I do want to introduce, in the front of the room, for those of you who don't know him, Bill Murray. Bill runs our Investor Relations program for us. And certainly if you have any questions, certainly, you can look up either Bill or me.

And it is more fun when it's interactive. I'll try not to bore you. But it is fun when it's more interactive, so I'll try to save lots of time for questions. And last, I should have said it first, Happy Valentine's Day to everybody. In case you forgot, make sure you go get something for your significant others.

But anyway, so those of you who have been with us for some time have seen this before. I'll just briefly touch on our mission statement. The key word here for us is better because it implies that we're never satisfied. We're always going to be looking to doing something different and better for our clients.

Today's investor, of course, is staying relevant to where the client needs are, and these are always evolving and something that we will continue to focus on. And so there are, what we say, 6 things to remember about TD Ameritrade, and we'll touch on each one of these during the brief presentation here.

But it is a unique and differentiated business model. We are low risk, high operating leverage business. We have a very unique insured deposit account agreement with TD that we'll talk about, that currently has $70 billion of assets at TD. We're very client-centric and objective, and we do not have our own product suite that we are selling to clients. So those are very important attributes that we believe make us unique and a little bit differentiated.

We are a market leader in trading and have been for years. We are the leader in options trading, which represent about 30%, 31% of our overall trading, and derivatives in total represented 40% last quarter. We'll touch on that as well.

We are a premier asset gatherer, with double-digit net new asset growth for each of the last 4 years. And we started out -- we're a fiscal September 30. We started out this year with 13% net new asset growth, annualized net new asset growth, in the December quarter. We brought in $16 billion of net new assets in the quarter, which was clearly a record in our history.

We do have the relationship with TD. We'll talk about the insured deposit account agreement, whereby we shift -- or ship clients cash assets off of our balance sheet to TD, and we just revised that agreement. We'll touch on that as well. And we have the ability to touch into the TD branch network, which up and down the Eastern seaboard, TD has about 1,300 branches. We have a referral system with those branches whereby the clients will be referenced to TD Ameritrade. We have received at least one from each of the branches throughout the network, and we'll talk about a little bit more of that as well. But very, very positive for us.

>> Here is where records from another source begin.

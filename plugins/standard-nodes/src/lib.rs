//! Standard flow-control macro library
//!
//! Ships the stock node set as a loadable macro library: the core scans its
//! macro directory, reads `get_macro_names`, and instantiates these types
//! through the generated `create_*`/`destroy_*` factory pairs.

use macroboard::export_macros;
use macroboard::nodes::defaults::{BranchingNode, EntranceNode, PrintingNode, SequenceNode};

export_macros!(EntranceNode, PrintingNode, BranchingNode, SequenceNode);
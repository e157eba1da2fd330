//! Node types and core node functionality

use std::fmt;

use glam::Vec2;

use super::pin::PinId;
use crate::plugin_interface::MacroNode;

/// Unique identifier for a node, stable for the life of the graph.
pub type NodeId = u64;

/// What role a node plays in the graph.
#[derive(Debug, Clone, Copy, PartialEq, Eq)]
pub enum NodeKind {
    /// Produces or transforms values; never traversed by flow execution.
    Data,
    /// Participates in flow traversal via its flow pins.
    Execution,
}

/// A node in the graph: identity, placement, ordered pin lists, and the
/// behavior object that drives pin construction and execution.
pub struct Node {
    pub id: NodeId,
    /// Registry type name this node was created from.
    pub type_name: String,
    pub kind: NodeKind,
    pub position: Vec2,
    pub header_color: u32,
    pub(crate) inputs: Vec<PinId>,
    pub(crate) outputs: Vec<PinId>,
    /// Flow pin subsets, recomputed whenever the pin set changes.
    pub(crate) flow_inputs: Vec<PinId>,
    pub(crate) flow_outputs: Vec<PinId>,
    /// Empty only while the behavior is out running `execute`.
    pub(crate) behavior: Option<Box<dyn MacroNode>>,
}

impl Node {
    pub(crate) fn new(
        id: NodeId,
        type_name: impl Into<String>,
        kind: NodeKind,
        position: Vec2,
        header_color: u32,
    ) -> Self {
        Self {
            id,
            type_name: type_name.into(),
            kind,
            position,
            header_color,
            inputs: Vec::new(),
            outputs: Vec::new(),
            flow_inputs: Vec::new(),
            flow_outputs: Vec::new(),
            behavior: None,
        }
    }

    /// Ordered input pin ids, in declaration order.
    pub fn inputs(&self) -> &[PinId] {
        &self.inputs
    }

    /// Ordered output pin ids, in declaration order.
    pub fn outputs(&self) -> &[PinId] {
        &self.outputs
    }

    /// Cached flow-pin subset of the inputs.
    pub fn flow_inputs(&self) -> &[PinId] {
        &self.flow_inputs
    }

    /// Cached flow-pin subset of the outputs.
    pub fn flow_outputs(&self) -> &[PinId] {
        &self.flow_outputs
    }

    /// Category the behavior reports, for UI grouping.
    pub fn category(&self) -> &str {
        self.behavior.as_deref().map_or("Default", |b| b.category())
    }
}

impl fmt::Debug for Node {
    fn fmt(&self, f: &mut fmt::Formatter<'_>) -> fmt::Result {
        f.debug_struct("Node")
            .field("id", &self.id)
            .field("type_name", &self.type_name)
            .field("kind", &self.kind)
            .field("position", &self.position)
            .field("header_color", &self.header_color)
            .field("inputs", &self.inputs)
            .field("outputs", &self.outputs)
            .finish()
    }
}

We're well positioned for rising interest rates. They only seem to go in one direction these days, but someday they will go up. We have $90 billion of interest-sensitive assets now. And as I've teasingly said in the past, you multiply virtually any number by $90 billion and it becomes a big number in a hurry, except 0. So we're hopefully going to be -- will be getting into a better overall economic environment. We'll touch on that.

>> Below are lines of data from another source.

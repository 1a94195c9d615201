//! Transport-level errors.

use thiserror::Error;

/// Errors from the HTTP transport.
///
/// These represent failures where no usable response was received: the
/// connection could not be established, the request timed out, or the
/// protocol exchange broke down.
#[derive(Debug, Error)]
pub enum ClientError {
    /// HTTP request failed due to network or protocol error.
    #[error("HTTP request failed: {0}")]
    Request(#[from] reqwest::Error),

    /// Request exceeded the configured timeout.
    #[error("Request timeout after {duration_ms}ms")]
    Timeout {
        /// The timeout duration in milliseconds.
        duration_ms: u64,
    },

    /// Failed to establish connection to the server.
    #[error("Connection failed: {0}")]
    Connection(String),
}

impl ClientError {
    /// Returns `true` if this error is retryable.
    ///
    /// Timeouts and connection failures are always retried. Other request
    /// errors are retried unless they came from building the request or
    /// decoding its body.
    pub fn is_retryable(&self) -> bool {
        match self {
            Self::Timeout { .. } | Self::Connection(_) => true,
            Self::Request(e) => !(e.is_builder() || e.is_decode()),
        }
    }

    /// Returns the HTTP status code, if the transport saw one.
    pub fn status_code(&self) -> Option<u16> {
        match self {
            Self::Request(e) => e.status().map(|s| s.as_u16()),
            _ => None,
        }
    }
}

#[cfg(test)]
mod tests {
    use super::*;

    #[test]
    fn test_timeout_is_retryable() {
        let err = ClientError::Timeout { duration_ms: 5000 };
        assert!(err.is_retryable());
        assert_eq!(err.to_string(), "Request timeout after 5000ms");
    }

    #[test]
    fn test_connection_is_retryable() {
        let err = ClientError::Connection("connection refused".to_string());
        assert!(err.is_retryable());
    }

    #[test]
    fn test_status_code_absent_without_response() {
        let timeout = ClientError::Timeout { duration_ms: 1000 };
        assert_eq!(timeout.status_code(), None);
    }
}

And we have been very good stewards of shareholder capital, and we'll show you some of that as well.

So really, the -- we're trying to match the clients' needs with the delivery channels. We're not going to try to force the clients to interact with us on any particular channel. So they can come in as they like. And on the left side, you can see the web, which has been, of course, the hallmark of the company. Mobile, which has been growing and now represents 8% of our trading activity. So our mobile has grown quite well. And then all the way down through the rest of the way that you can interact with TD Ameritrade, including our registered investment advisors. They are independent, and we are their back office. But that is a very big channel for our business.

We are open architecture, so we're objective and independent. We don't manufacture any product and no one gets an incentive to buy or sell anything. So you're not trying to have people push someone into an interaction where the client may feel as though they're not getting objective advice or objective guidance. And so the clients really love that objectivity and it has been one of the major attributes of TD Ameritrade.

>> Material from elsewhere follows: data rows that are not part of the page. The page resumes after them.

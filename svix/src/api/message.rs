use chrono::{DateTime, Utc};

use super::PostOptions;
use crate::client::{Request, Svix};
use crate::error::Result;
use crate::method::RestMethod;
use crate::models::{ListResponse, MessageIn, MessageOut};

#[derive(Debug, Clone, Default)]
pub struct MessageListOptions {
    pub limit: Option<u64>,
    pub iterator: Option<String>,
    /// Only messages sent to this channel.
    pub channel: Option<String>,
    pub before: Option<DateTime<Utc>>,
    pub after: Option<DateTime<Utc>>,
    /// Include payloads in the response.
    pub with_content: Option<bool>,
    pub tag: Option<String>,
    /// Only messages of these event types.
    pub event_types: Option<Vec<String>>,
}

#[derive(Debug, Clone, Default)]
pub struct MessageCreateOptions {
    /// Include the payload in the response.
    pub with_content: Option<bool>,
    pub idempotency_key: Option<String>,
}

#[derive(Debug, Clone, Default)]
pub struct MessageGetOptions {
    pub with_content: Option<bool>,
}

/// Operations on messages sent to an application.
pub struct Message<'a> {
    svix: &'a Svix,
}

impl<'a> Message<'a> {
    pub(crate) fn new(svix: &'a Svix) -> Self {
        Self { svix }
    }

    pub async fn list(
        &self,
        app_id: impl Into<String>,
        options: MessageListOptions,
    ) -> Result<ListResponse<MessageOut>> {
        let MessageListOptions {
            limit,
            iterator,
            channel,
            before,
            after,
            with_content,
            tag,
            event_types,
        } = options;

        Request::new(RestMethod::Get, "/api/v1/app/{app_id}/msg")
            .with_path_param("app_id", app_id)
            .with_optional_query_param("limit", limit)
            .with_optional_query_param("iterator", iterator)
            .with_optional_query_param("channel", channel)
            .with_optional_query_param("before", before)
            .with_optional_query_param("after", after)
            .with_optional_query_param("with_content", with_content)
            .with_optional_query_param("tag", tag)
            .with_optional_query_list("event_types", event_types)
            .execute(self.svix)
            .await
    }

    /// Sends a message to every endpoint subscribed to its event type.
    ///
    /// ## Examples
    ///
    /// ```rust,ignore
    /// use svix::models::MessageIn;
    ///
    /// let msg = svix
    ///     .message()
    ///     .create(
    ///         "app_123",
    ///         MessageIn::new("user.signup", serde_json::json!({ "id": 1 })),
    ///         Default::default(),
    ///     )
    ///     .await?;
    /// ```
    pub async fn create(
        &self,
        app_id: impl Into<String>,
        message_in: MessageIn,
        options: MessageCreateOptions,
    ) -> Result<MessageOut> {
        Request::new(RestMethod::Post, "/api/v1/app/{app_id}/msg")
            .with_path_param("app_id", app_id)
            .with_optional_query_param("with_content", options.with_content)
            .with_idempotency_key(options.idempotency_key)
            .with_body(&message_in)
            .execute(self.svix)
            .await
    }

    pub async fn get(
        &self,
        app_id: impl Into<String>,
        msg_id: impl Into<String>,
        options: MessageGetOptions,
    ) -> Result<MessageOut> {
        Request::new(RestMethod::Get, "/api/v1/app/{app_id}/msg/{msg_id}")
            .with_path_param("app_id", app_id)
            .with_path_param("msg_id", msg_id)
            .with_optional_query_param("with_content", options.with_content)
            .execute(self.svix)
            .await
    }

    /// Deletes a message's payload. The message itself is kept.
    pub async fn expunge_content(
        &self,
        app_id: impl Into<String>,
        msg_id: impl Into<String>,
    ) -> Result<()> {
        Request::new(RestMethod::Delete, "/api/v1/app/{app_id}/msg/{msg_id}/content")
            .with_path_param("app_id", app_id)
            .with_path_param("msg_id", msg_id)
            .execute(self.svix)
            .await
    }
}

impl From<PostOptions> for MessageCreateOptions {
    fn from(options: PostOptions) -> Self {
        Self {
            with_content: None,
            idempotency_key: options.idempotency_key,
        }
    }
}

And lastly, on this slide, we are aligned with very strong secular trends. And I would say, looking at one of the questions that Howard had up there about where we're at in retail engagement, what inning are we in, my bias is every kindergarten child that graduates is more computer-literate than the computer -- than the child a year ahead of them. And so I would say, we're closer to the fourth inning than we are to the seventh inning or certainly the ninth inning. This is a trend that is just going to continue. All the young people that are graduating college today, they interact on the web. They do everything virtually on the web. And so this is going to be a trend that is just going to continue, in my view, to be very pronounced for the rest of -- for at least the next decade. So -- and of course, the Internet, self-directed investors and people who are saving, so these are all important secular themes that we are right in the middle of.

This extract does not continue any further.